--- Dataset records Enclosed Below ---
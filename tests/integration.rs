//! Integration tests for the reconnaissance flow through the public API.

use std::cell::RefCell;

use embassy_futures::block_on;
use embassy_futures::select::select;
use embassy_sync::blocking_mutex::raw::CriticalSectionRawMutex;
use heapless::Vec;

use btrecon::bt::pump::EventQueue;
use btrecon::{
    format_address, format_uuid, BdAddr, DeviceProperty, DiscoveryPhase, DiscoveryState, Error,
    EventOutcome, InquiryParams, MajorDeviceClass, PropertyKind, RadioError, RadioStack, Recon,
    ReconConfig, RemoteUuid, ServiceStatus, StackEvent, StackRequest,
};

#[derive(Default)]
struct RecordingRadio {
    requests: RefCell<std::vec::Vec<StackRequest>>,
}

impl RadioStack for RecordingRadio {
    fn begin_inquiry(&self, params: InquiryParams) -> Result<(), RadioError> {
        self.requests
            .borrow_mut()
            .push(StackRequest::BeginInquiry(params));
        Ok(())
    }

    fn cancel_inquiry(&self) -> Result<(), RadioError> {
        self.requests.borrow_mut().push(StackRequest::CancelInquiry);
        Ok(())
    }

    fn request_remote_services(&self, address: BdAddr) -> Result<(), RadioError> {
        self.requests
            .borrow_mut()
            .push(StackRequest::RemoteServices(address));
        Ok(())
    }
}

const SPEAKER: BdAddr = BdAddr::new([0x10, 0x20, 0x30, 0x40, 0x50, 0x60]);

/// Device-found event built from raw property bytes, the way a stack
/// callback would hand them over.
fn raw_device_found(address: BdAddr, raw: &[(PropertyKind, &[u8])]) -> StackEvent {
    let mut properties = Vec::new();
    for (kind, bytes) in raw {
        if let Ok(property) = DeviceProperty::decode(*kind, bytes) {
            properties.push(property).unwrap();
        }
    }
    StackEvent::DeviceFound {
        address,
        properties,
    }
}

fn speaker_found(rssi: i8) -> StackEvent {
    let eir = [
        0x02, 0x01, 0x06, // flags
        0x08, 0x09, b'S', b'p', b'e', b'a', b'k', b'e', b'r',
    ];
    raw_device_found(
        SPEAKER,
        &[
            (PropertyKind::ClassOfDevice, &0x240414u32.to_le_bytes()),
            (PropertyKind::Rssi, &[rssi as u8]),
            (PropertyKind::Eir, &eir),
        ],
    )
}

#[test]
fn full_discovery_cycle() {
    let radio = RecordingRadio::default();
    let recon: Recon<CriticalSectionRawMutex, _> = Recon::new(&radio, ReconConfig::default());

    recon.start_discovery().unwrap();
    assert_eq!(
        recon.handle_event(StackEvent::DiscoveryStateChanged(DiscoveryState::Started)),
        EventOutcome::DiscoveryStarted
    );
    assert_eq!(
        recon.handle_event(speaker_found(-72)),
        EventOutcome::DeviceAdded { index: 0 }
    );
    recon.handle_event(speaker_found(-51));

    let devices = recon.list_known_devices();
    assert_eq!(devices.len(), 1);
    let speaker = &devices[0];
    assert_eq!(speaker.display_name(), "Speaker");
    assert_eq!(speaker.rssi, -51);
    assert_eq!(speaker.major_class(), MajorDeviceClass::AudioVideo);
    assert_eq!(
        format_address(&speaker.address.bytes()).unwrap().as_str(),
        "10:20:30:40:50:60"
    );

    recon.handle_event(StackEvent::DiscoveryStateChanged(DiscoveryState::Stopped));
    assert_eq!(recon.current_phase(), DiscoveryPhase::ServiceDiscovering);

    let uuids = Vec::from_slice(&[RemoteUuid::uuid16(0x110B), RemoteUuid::uuid16(0x110E)]).unwrap();
    recon.handle_event(StackEvent::RemoteServices {
        address: SPEAKER,
        success: true,
        uuids,
    });

    assert_eq!(recon.current_phase(), DiscoveryPhase::ServiceDiscoveryComplete);
    let report = recon.last_service_report().unwrap();
    assert_eq!(report.address, SPEAKER);
    match report.status {
        ServiceStatus::Found(list) => {
            assert_eq!(list.len(), 2);
            assert_eq!(list[0].as_str(), "110b");
            assert_eq!(list[1].as_str(), "110e");
        }
        other => panic!("unexpected status {other:?}"),
    }

    let requests = radio.requests.borrow();
    assert!(matches!(requests[0], StackRequest::BeginInquiry(_)));
    assert_eq!(requests[1], StackRequest::RemoteServices(SPEAKER));
    assert_eq!(requests.len(), 2);
}

#[test]
fn queue_drains_in_order() {
    let radio = RecordingRadio::default();
    let recon: Recon<CriticalSectionRawMutex, _> = Recon::new(&radio, ReconConfig::default());
    let queue: EventQueue<CriticalSectionRawMutex> = EventQueue::new();

    recon.start_discovery().unwrap();
    queue.post(speaker_found(-70)).unwrap();
    queue.post(speaker_found(-60)).unwrap();
    queue
        .post(StackEvent::DiscoveryStateChanged(DiscoveryState::Stopped))
        .unwrap();
    assert_eq!(queue.len(), 3);

    assert_eq!(queue.drain(&recon), 3);
    assert!(queue.is_empty());
    assert_eq!(recon.device_by_index(0).unwrap().rssi, -60);
    assert_eq!(recon.current_phase(), DiscoveryPhase::ServiceDiscovering);
}

#[test]
fn queue_overflow_reports_full() {
    let queue: EventQueue<CriticalSectionRawMutex, 2> = EventQueue::new();
    let stopped = StackEvent::DiscoveryStateChanged(DiscoveryState::Stopped);
    queue.post(stopped.clone()).unwrap();
    queue.post(stopped.clone()).unwrap();
    assert_eq!(queue.post(stopped), Err(Error::QueueFull));
    assert_eq!(queue.len(), 2);
}

#[test]
fn dispatcher_task_handles_posted_events() {
    let radio = RecordingRadio::default();
    let recon: Recon<CriticalSectionRawMutex, _> = Recon::new(&radio, ReconConfig::default());
    let queue: EventQueue<CriticalSectionRawMutex> = EventQueue::new();

    recon.start_discovery().unwrap();
    queue.post(speaker_found(-65)).unwrap();

    // The task handles what is queued, then parks until the next event.
    block_on(select(queue.run(&recon), async {}));

    assert!(queue.is_empty());
    assert_eq!(recon.device_count(), 1);
    assert_eq!(recon.current_phase(), DiscoveryPhase::DiscoveryComplete);
}

#[test]
fn unsupported_uuid_lengths_are_malformed() {
    assert_eq!(format_uuid(&[1, 2, 3]), Err(Error::MalformedInput));
    assert_eq!(format_uuid(&[0x0B, 0x11]).unwrap().as_str(), "110b");
}

#[test]
fn errors_display() {
    use std::string::ToString;

    assert_eq!(Error::NoSuchDevice(4).to_string(), "no device at index 4");
    assert!(!Error::Radio(RadioError::NotReady).to_string().is_empty());
}
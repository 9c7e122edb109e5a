// SPDX-FileCopyrightText: 2026 Botforge Contributors
// SPDX-License-Identifier: MIT OR Apache-2.0

//! Mock build service with scriptable per-operation failures.

use std::sync::Mutex;

use async_trait::async_trait;
use botforge_core::types::{BuildOutput, CleanupOutput, PushOutput, ServiceCall};
use botforge_core::{BotforgeError, BuildService};

use crate::CallLog;

/// A mock [`BuildService`] for deterministic testing.
///
/// By default every operation succeeds with canned logs; individual
/// operations can be scripted to fail with a given message.
pub struct MockBuildService {
    log: CallLog,
    build_output: Mutex<BuildOutput>,
    build_failure: Mutex<Option<String>>,
    push_failure: Mutex<Option<String>>,
    cleanup_failure: Mutex<Option<String>>,
}

impl MockBuildService {
    pub fn new(log: CallLog) -> Self {
        Self {
            log,
            build_output: Mutex::new(BuildOutput {
                image_tag: "img:1".to_string(),
                logs: vec!["built".to_string()],
            }),
            build_failure: Mutex::new(None),
            push_failure: Mutex::new(None),
            cleanup_failure: Mutex::new(None),
        }
    }

    pub fn set_build_output(&self, output: BuildOutput) {
        *self.build_output.lock().unwrap() = output;
    }

    pub fn fail_build(&self, message: impl Into<String>) {
        *self.build_failure.lock().unwrap() = Some(message.into());
    }

    pub fn fail_push(&self, message: impl Into<String>) {
        *self.push_failure.lock().unwrap() = Some(message.into());
    }

    pub fn fail_cleanup(&self, message: impl Into<String>) {
        *self.cleanup_failure.lock().unwrap() = Some(message.into());
    }
}

impl Default for MockBuildService {
    fn default() -> Self {
        Self::new(CallLog::new())
    }
}

#[async_trait]
impl BuildService for MockBuildService {
    async fn build(&self, bot_id: &str, user_id: &str) -> Result<BuildOutput, BotforgeError> {
        self.log.record(format!("build {bot_id} {user_id}"));
        if let Some(message) = self.build_failure.lock().unwrap().clone() {
            return Err(BotforgeError::upstream(ServiceCall::Build, message));
        }
        Ok(self.build_output.lock().unwrap().clone())
    }

    async fn push(&self, bot_id: &str) -> Result<PushOutput, BotforgeError> {
        self.log.record(format!("push {bot_id}"));
        if let Some(message) = self.push_failure.lock().unwrap().clone() {
            return Err(BotforgeError::upstream(ServiceCall::Push, message));
        }
        Ok(PushOutput {
            logs: vec!["pushed".to_string()],
        })
    }

    async fn cleanup_images(&self, bot_id: &str) -> Result<CleanupOutput, BotforgeError> {
        self.log.record(format!("cleanup-images {bot_id}"));
        if let Some(message) = self.cleanup_failure.lock().unwrap().clone() {
            return Err(BotforgeError::upstream(ServiceCall::CleanupImages, message));
        }
        Ok(CleanupOutput {
            logs: vec!["images removed".to_string()],
        })
    }
}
--- End of Enclosed Dataset records ---
Quote the records above exactly, from the first line through the line containing "use embassy_sync::blocking_mutex::raw::CriticalSectionRawMutex;", and nothing more.

• [Answer to the exercise]
filename tests/integration.rs
//! Integration tests for the reconnaissance flow through the public API.

use std::cell::RefCell;

use embassy_futures::block_on;
use embassy_futures::select::select;
use embassy_sync::blocking_mutex::raw::CriticalSectionRawMutex;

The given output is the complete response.